As we worked through the memory my little six-year-old self was able to give herself the resources and empowerment she needed to create a good outcome from the incident. She learned that the teacher was tired and angry that morning and my younger self had borne the brunt of it. The teacher was able to apologize (in the matrix) as was my younger self. One of the things I learned while working on this event in my life was that the memory was just one of the many incidents I had during my childhood where I took on the beliefs that I was “bad” and “not lovable”.

After working on this memory I no longer have any feelings of being a victim at all around the incident. I have compassion, forgiveness, and understanding for both my younger self and also the teacher. My younger self had found the confidence to get her needs met which was freeing, to say the least. Matrix Reimprinting has made such an impact on my life that I went on to become a Certified Matrix Reimprinting practitioner, studied Birth and Health Reimprinting, Trauma Training with Vets, Picture Tapping Technique and have also obtained my Advanced Level 3 EFT Certification and am now a Trainer of EFT. I knew this wonderful technique that utilizes EFT could help so many people break free and I had to share it.
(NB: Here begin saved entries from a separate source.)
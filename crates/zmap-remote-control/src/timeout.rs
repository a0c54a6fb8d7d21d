//! Escalating request timeouts.
//!
//! A request is given the first timeout in the list. Each time it expires the
//! request is resent and the next, usually longer, timeout applies. When the
//! last timeout expires the request is abandoned.

use std::fmt;
use std::time::Duration;

use thiserror::Error;
use tokio::time::Instant;

/// Timeouts used when the application sets none, in milliseconds.
pub const DEFAULT_TIMEOUTS: &str = "333,1000,3000,9000";

#[derive(Debug, Clone, PartialEq, Eq, Error)]
pub enum TimeoutListError {
    #[error("timeout list {0:?} contains no valid millisecond values")]
    NoValidValues(String),
}

/// Ordered list of per-attempt timeouts.
#[derive(Debug, Clone, PartialEq, Eq)]
pub struct TimeoutList {
    durations: Vec<Duration>,
}

impl TimeoutList {
    /// Parses comma separated milliseconds, e.g. `"5,500,10000"`.
    ///
    /// Entries that are not whole non-negative numbers are skipped.
    pub fn parse(csv: &str) -> Result<Self, TimeoutListError> {
        let durations: Vec<Duration> = csv
            .split(',')
            .filter_map(|entry| entry.trim().parse::<u64>().ok())
            .map(Duration::from_millis)
            .collect();

        if durations.is_empty() {
            return Err(TimeoutListError::NoValidValues(csv.to_string()));
        }
        Ok(Self { durations })
    }

    pub fn durations(&self) -> &[Duration] {
        &self.durations
    }

    pub fn len(&self) -> usize {
        self.durations.len()
    }

    pub fn is_empty(&self) -> bool {
        self.durations.is_empty()
    }
}

impl Default for TimeoutList {
    fn default() -> Self {
        Self {
            durations: [333, 1000, 3000, 9000]
                .into_iter()
                .map(Duration::from_millis)
                .collect(),
        }
    }
}

impl fmt::Display for TimeoutList {
    fn fmt(&self, f: &mut fmt::Formatter<'_>) -> fmt::Result {
        for (i, d) in self.durations.iter().enumerate() {
            if i > 0 {
                f.write_str(",")?;
            }
            write!(f, "{}", d.as_millis())?;
        }
        Ok(())
    }
}

/// Result of checking the stopwatch.
#[derive(Debug, Clone, Copy, PartialEq, Eq)]
pub enum TimeoutStatus {
    /// Current timeout has not expired.
    Pending,
    /// Timeout expired and another attempt is allowed.
    Retry,
    /// Last timeout expired.
    Final,
}

/// Tracks the timeout cursor and stopwatch for the request in flight.
#[derive(Debug, Clone, Default)]
pub struct TimeoutController {
    list: TimeoutList,
    cursor: usize,
    started: Option<Instant>,
}

impl TimeoutController {
    pub fn new(list: TimeoutList) -> Self {
        Self {
            list,
            cursor: 0,
            started: None,
        }
    }

    /// Replaces the list and moves the cursor back to the first timeout.
    /// A running stopwatch restarts against the new first timeout.
    pub fn set_list(&mut self, list: TimeoutList) {
        let running = self.is_running();
        self.list = list;
        self.reset();
        if running {
            self.start();
        }
    }

    pub fn list(&self) -> &TimeoutList {
        &self.list
    }

    /// (Re)starts the stopwatch without moving the cursor.
    pub fn start(&mut self) {
        self.started = Some(Instant::now());
    }

    /// Stops the stopwatch and moves the cursor back to the first timeout.
    pub fn reset(&mut self) {
        self.cursor = 0;
        self.started = None;
    }

    /// Attempt number the next send should carry, starting at 1.
    pub fn attempt(&self) -> u32 {
        u32::try_from(self.cursor + 1).unwrap_or(u32::MAX)
    }

    /// Cursor position and the timeout that applies there.
    pub fn current(&self) -> (usize, Duration) {
        (self.cursor, self.list.durations[self.cursor])
    }

    pub fn is_running(&self) -> bool {
        self.started.is_some()
    }

    /// Checks the stopwatch against the current timeout.
    ///
    /// On [`TimeoutStatus::Retry`] the cursor has moved on and the stopwatch
    /// restarted. [`TimeoutStatus::Final`] leaves both alone; the caller
    /// resets once the request is discarded.
    pub fn has_timed_out(&mut self) -> TimeoutStatus {
        let Some(started) = self.started else {
            return TimeoutStatus::Pending;
        };
        let (cursor, limit) = self.current();
        if started.elapsed() <= limit {
            return TimeoutStatus::Pending;
        }
        if cursor + 1 >= self.list.len() {
            return TimeoutStatus::Final;
        }
        self.cursor += 1;
        self.start();
        TimeoutStatus::Retry
    }
}

#[cfg(test)]
mod tests {
    use super::*;

    #[test]
    fn parse_skips_invalid_entries() {
        let list = TimeoutList::parse("5, x,500,,-3,10000").unwrap();
        assert_eq!(
            list.durations(),
            [
                Duration::from_millis(5),
                Duration::from_millis(500),
                Duration::from_millis(10000)
            ]
        );
        assert_eq!(list.to_string(), "5,500,10000");
    }

    #[test]
    fn parse_needs_one_value() {
        assert!(matches!(
            TimeoutList::parse("soon,later"),
            Err(TimeoutListError::NoValidValues(_))
        ));
        assert!(TimeoutList::parse("").is_err());
    }

    #[test]
    fn default_list() {
        assert_eq!(TimeoutList::default().to_string(), DEFAULT_TIMEOUTS);
        assert_eq!(TimeoutList::parse(DEFAULT_TIMEOUTS).unwrap(), TimeoutList::default());
    }

    #[test]
    fn not_started_never_times_out() {
        let mut timeouts = TimeoutController::new(TimeoutList::parse("0").unwrap());
        assert_eq!(timeouts.has_timed_out(), TimeoutStatus::Pending);
        assert!(!timeouts.is_running());
    }

    #[tokio::test(start_paused = true)]
    async fn escalates_then_final() {
        let mut timeouts = TimeoutController::new(TimeoutList::parse("5,10,20").unwrap());
        timeouts.start();
        assert_eq!(timeouts.attempt(), 1);

        tokio::time::advance(Duration::from_millis(5)).await;
        assert_eq!(timeouts.has_timed_out(), TimeoutStatus::Pending);

        tokio::time::advance(Duration::from_millis(1)).await;
        assert_eq!(timeouts.has_timed_out(), TimeoutStatus::Retry);
        assert_eq!(timeouts.attempt(), 2);
        assert_eq!(timeouts.current(), (1, Duration::from_millis(10)));

        tokio::time::advance(Duration::from_millis(11)).await;
        assert_eq!(timeouts.has_timed_out(), TimeoutStatus::Retry);
        assert_eq!(timeouts.attempt(), 3);

        tokio::time::advance(Duration::from_millis(15)).await;
        assert_eq!(timeouts.has_timed_out(), TimeoutStatus::Pending);
        tokio::time::advance(Duration::from_millis(6)).await;
        assert_eq!(timeouts.has_timed_out(), TimeoutStatus::Final);

        timeouts.reset();
        assert_eq!(timeouts.attempt(), 1);
        assert!(!timeouts.is_running());
    }

    #[tokio::test(start_paused = true)]
    async fn set_list_resets_cursor() {
        let mut timeouts = TimeoutController::default();
        timeouts.start();
        tokio::time::advance(Duration::from_millis(400)).await;
        assert_eq!(timeouts.has_timed_out(), TimeoutStatus::Retry);

        timeouts.set_list(TimeoutList::parse("50").unwrap());
        assert_eq!(timeouts.current(), (0, Duration::from_millis(50)));
        assert!(timeouts.is_running());

        tokio::time::advance(Duration::from_millis(51)).await;
        assert_eq!(timeouts.has_timed_out(), TimeoutStatus::Final);
    }
}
I believe it is necessary to make changes in your subconscious beliefs on a cellular and subconscious level. It takes time but I have been able to move from feeling:

  • Guilty, (absolutely everything was my fault and I had to make up for everything).
  • Deep shame (I felt I had to hide the real me from others).
  • Inherently bad and unlovable, otherwise why didn’t my Mom protect and love me and why did my Dad abuse me?

Through working on many memories and sometimes the same memory a few times (different aspects), I now feel:

a) Good in my body, relaxed and calmer.

b) More confident, less afraid.

c) Grateful for who I am and grateful for my life and the challenges I have had to overcome.
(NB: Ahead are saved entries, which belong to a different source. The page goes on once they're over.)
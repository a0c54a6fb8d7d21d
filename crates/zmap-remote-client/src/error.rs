//! Client error types.

use thiserror::Error;
use zmap_remote_control::ControlError;
use zmap_remote_protocol::ProtocolError;

/// Result type for client operations.
pub type ClientResult<T> = Result<T, ClientError>;

/// Errors that can occur in the client.
#[derive(Debug, Error)]
pub enum ClientError {
    #[error("configuration error: {0}")]
    Config(String),

    #[error("IO error: {0}")]
    Io(#[from] std::io::Error),

    /// A command-line value could not be used.
    #[error("invalid argument: {0}")]
    InvalidArgument(String),

    #[error("session error: {0}")]
    Session(#[from] ControlError),

    #[error("protocol error: {0}")]
    Protocol(#[from] ProtocolError),

    /// The session gave up on our request.
    #[error("request {request_id} failed: {reason}")]
    RequestFailed { request_id: String, reason: String },

    /// Interrupted before the peer replied.
    #[error("interrupted while waiting for a reply to {0}")]
    Interrupted(String),
}

impl ClientError {
    pub fn config(message: impl Into<String>) -> Self {
        Self::Config(message.into())
    }
}
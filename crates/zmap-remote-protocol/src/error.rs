//! Protocol error types.

use thiserror::Error;

/// Result type for protocol operations.
pub type ProtocolResult<T> = Result<T, ProtocolError>;

/// Errors that can occur while framing or parsing messages.
#[derive(Debug, Error)]
pub enum ProtocolError {
    /// Frame exceeds maximum allowed size.
    #[error("frame too large: {size} bytes (max: {max})")]
    FrameTooLarge { size: u32, max: u32 },

    /// IO error during read/write.
    #[error("IO error: {0}")]
    Io(#[from] std::io::Error),

    /// Stream ended part way through a frame.
    #[error("incomplete frame: expected {expected} bytes, got {received}")]
    IncompleteFrame { expected: usize, received: usize },

    /// A header frame arrived without the body frame that must follow it.
    #[error("header frame received without a body frame")]
    ShortMessage,

    /// Frame content is not UTF-8.
    #[error("frame is not valid UTF-8: {0}")]
    Utf8(#[from] std::string::FromUtf8Error),

    /// Header frame does not follow `<REQUEST|REPLY> <id>/<retry> <time>`.
    #[error("invalid header {header:?}: {reason}")]
    InvalidHeader { header: String, reason: String },

    /// Command body could not be (de)serialized.
    #[error("command serialization failed: {0}")]
    Serialization(#[from] serde_json::Error),

    /// Command body carries a protocol version we do not speak.
    #[error("unsupported protocol version: {0}")]
    UnsupportedVersion(String),
}

impl ProtocolError {
    /// Creates an invalid header error.
    pub fn invalid_header(header: impl Into<String>, reason: impl Into<String>) -> Self {
        Self::InvalidHeader {
            header: header.into(),
            reason: reason.into(),
        }
    }
}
I always worked at forgiving but with Matrix Reimprinting you have a whole new experiential level of awareness and deep forgiveness, not only for others but also for yourself. This comes out of self-knowledge, respect for your younger self and emotional freedom.

d) I am able to have relationships with no attachment, in other words, love people for who they are with no expectations.

e) I am able to see that I am worthy of love and I deserve to have loving relationships.

f) I am remembering the good parts of my childhood that were forgotten under all the pain.

g) I am now able to see the life lessons each experience was for me and how each was a step on my journey.

Matrix Reimprinting is an idea whose time has come and has not only changed my life for the better but also so many grateful clients.